17. If your data tank is compound, i.e., you need some additional ancillary and smaller data tanks (e.g., indices, and so on) to support efficient searching of appropriate data items in the principal data tank, include the names of these ancillary data tanks in the first sub-boxof the principal data tank itself by dividing the first box into two units by a vertical line, and list the names of ancillary tanks in the right half of first sub-box.
18. Later on, expand this compound data tank into a principal data tank inter-connected with ancillary data tanks in a different diagram.
19. Name your ancillary data tanks using the name of the principal data tank, followed by an underscore, and then by another plural noun, e.g., the ancillary data tanks for data tank ‘trains’ could be named as ‘set of trains_train-nos,’ ‘set of trains_destinations,’ and so on.
20. Vertically divide the fifth box into two parts.
21. See if the data tank is required to maintain some order on the elements or not. If no order is required, leave the fifth left and fifth right sub-boxes empty.
22. Check the type of order – Is it ordered chronologically, i.e., based on the time of insertion of records or ordered on attribute(s)/value(s). Also check if you need ascending or descending order. If ordered on value, identify the attribute(s) that control the order of records.
23. If ordered on time, then put ‘T’ in the top left corner of the fifth left sub-box, if the tank is ordered on time. Put an upward arrow for ascending order; put a downward arrow for descending order. If ordered on value, put ‘V’ and the attribute followed by appropriate arrow.
24. If the data tank is an ordered collection of X, see how the relative position of a specific data item is defined with respect to other similar data items. Indicate it in the fifth left sub-box.
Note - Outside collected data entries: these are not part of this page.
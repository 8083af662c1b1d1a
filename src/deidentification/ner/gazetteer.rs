//! Offline word-list recognizer

use super::{EntityMention, EntityRecognizer};
use crate::deidentification::detector::deny_list::bounded;
use crate::domain::Result;
use async_trait::async_trait;
use std::path::Path;

/// Tags every known term with a fixed entity group
#[derive(Debug, Clone)]
pub struct GazetteerRecognizer {
    name: String,
    entity_group: String,
    terms: Vec<String>,
}

impl GazetteerRecognizer {
    pub fn new<I, S>(name: impl Into<String>, entity_group: impl Into<String>, terms: I) -> Self
    where
        I: IntoIterator<Item = S>,
        S: Into<String>,
    {
        let mut terms: Vec<String> = terms
            .into_iter()
            .map(Into::into)
            .map(|t| t.trim().to_string())
            .filter(|t| !t.is_empty())
            .collect();
        terms.sort_by(|a, b| b.len().cmp(&a.len()).then_with(|| a.cmp(b)));
        terms.dedup();

        Self {
            name: name.into(),
            entity_group: entity_group.into(),
            terms,
        }
    }

    /// Load terms from a file, one per line (`#` comments allowed)
    pub fn from_file(
        name: impl Into<String>,
        entity_group: impl Into<String>,
        path: impl AsRef<Path>,
    ) -> Result<Self> {
        let content = std::fs::read_to_string(path.as_ref())?;
        let terms = content
            .lines()
            .map(str::trim)
            .filter(|line| !line.is_empty() && !line.starts_with('#'));
        Ok(Self::new(name, entity_group, terms))
    }

    pub fn len(&self) -> usize {
        self.terms.len()
    }

    pub fn is_empty(&self) -> bool {
        self.terms.is_empty()
    }
}

#[async_trait]
impl EntityRecognizer for GazetteerRecognizer {
    fn name(&self) -> &str {
        &self.name
    }

    async fn recognize(&self, text: &str) -> Result<Vec<EntityMention>> {
        let mut mentions = Vec::new();
        for term in &self.terms {
            for (start, matched) in text.match_indices(term.as_str()) {
                let end = start + matched.len();
                if bounded(text, start, end) {
                    mentions.push(EntityMention {
                        entity_group: self.entity_group.clone(),
                        word: term.clone(),
                        score: 1.0,
                        start: Some(start),
                        end: Some(end),
                    });
                }
            }
        }
        Ok(mentions)
    }
}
Some possible arrangements are as follows:
a. ——–> X (1:1) ——–>
b. ——–> X (1:n) ——–>
c. ——–> X (n:1) ——–>
d. ——–> X (m:n) ——–>
25. Relative position could be in terms of order of insertion or relative value of some data item.
26. Examine relative positional eligibility for accessing: All/only some strategic relative positions.
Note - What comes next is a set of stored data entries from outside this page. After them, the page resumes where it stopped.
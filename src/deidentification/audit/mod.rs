//! Audit trail for de-identified records
//!
//! One line per transformed record. Original values appear only as SHA-256
//! hashes.

pub mod logger;

pub use logger::{hash_value, AuditLogger, FieldAudit, RecordAudit};
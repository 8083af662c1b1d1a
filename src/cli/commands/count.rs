//! Count command implementation
//!
//! This module implements the `count` command, a record inventory over the
//! filesystem record store.

use super::load_config_or_default;
use crate::adapters::filesystem::FileSystemRecordStore;
use crate::cli::exit_code;
use crate::core::derivative::count_records;
use crate::domain::{PhiScrubError, SessionId};
use clap::Args;

/// Arguments for the count command
#[derive(Args, Debug)]
pub struct CountArgs {
    /// Session to inspect
    #[arg(long)]
    pub session: String,

    /// Count a single entry instead of every DICOM series
    #[arg(long)]
    pub entry: Option<String>,
}

impl CountArgs {
    /// Execute the count command
    pub async fn execute(&self, config_path: &str) -> anyhow::Result<i32> {
        let config = match load_config_or_default(config_path) {
            Ok(c) => c,
            Err(e) => {
                eprintln!("❌ Failed to load configuration: {e}");
                return Ok(exit_code::CONFIGURATION);
            }
        };

        let session = match SessionId::new(self.session.as_str()) {
            Ok(s) => s,
            Err(e) => {
                eprintln!("❌ Invalid session id: {e}");
                return Ok(exit_code::CONFIGURATION);
            }
        };

        let store = FileSystemRecordStore::new(&config.store.root);
        match count_records(&store, &session, self.entry.as_deref()).await {
            Ok(count) => {
                match &self.entry {
                    Some(entry) => println!("📦 {session}/{entry}: {count} record(s)"),
                    None => println!("📦 {session}: {count} record(s)"),
                }
                Ok(exit_code::SUCCESS)
            }
            Err(PhiScrubError::SessionNotFound(name)) => {
                eprintln!("❌ Session not found: {name}");
                Ok(exit_code::SESSION_NOT_FOUND)
            }
            Err(e) => {
                tracing::error!(session = %session, error = %e, "Count failed");
                eprintln!("❌ Count failed: {e}");
                Ok(exit_code::FATAL)
            }
        }
    }
}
27. Examine relative positional eligibility for updation: All/None/only some strategic relative positions.
28. Examine relative positional eligibility for insertion: Any empty slot/only some strategic relative positions.
29. Examine relative positional eligibility for deletion: All/None/only some strategic positions.
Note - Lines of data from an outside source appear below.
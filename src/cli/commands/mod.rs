//! CLI command implementations
//!
//! This module contains all CLI command implementations.

pub mod count;
pub mod deidentify;
pub mod scan;
pub mod validate;

use crate::config::{load_config, PhiScrubConfig};
use std::path::Path;

/// Load the configuration file, or defaults when it does not exist
///
/// Commands that can run without a configuration file use this; a file that
/// exists but fails to load is still an error.
pub(crate) fn load_config_or_default(config_path: &str) -> crate::domain::Result<PhiScrubConfig> {
    if Path::new(config_path).exists() {
        load_config(config_path)
    } else {
        tracing::debug!(config_path = %config_path, "Configuration file not found, using defaults");
        Ok(PhiScrubConfig::default())
    }
}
30. If access, updation, insertion, and deletion are dependent on some well-defined strategic relative position within the data tank, observe, identify and define these positions. Indicate these positions in the fifth right sub-box. Some examples of strategic relative positions can be as follows:
a. Based on order of insertion: earliest, latest, after the latest insertion, before the earliest insertion, 3rd earliest, 4th latest, next relative to the current position as per insertion order, previous relative to the current position as per insertion order, and so on.
b. Based on the value: minimum, maximum, 3rd minimum in between a given range of values, in between an appropriate range of values, and so on
31. Your concept map should be hierarchical, i.e., it should gradually show more details in different diagrams rather than showing all the details in one diagram. Initially focus on the most critical aspects.
32. All the data tanks that have same abstractions of operations, ordering, strategic positions, pre-conditions, and post-conditions belong to same Abstract Data Type, e.g., stacks, queue, all binary tree, graph, table, data cube, octree, etc. (can be extended to the notion of ‘Class’).
If I recall correctly, the word ‘Data tank’ was used in 2003 by a 2nd year student, Abhishek Chauhan (2006 graduate).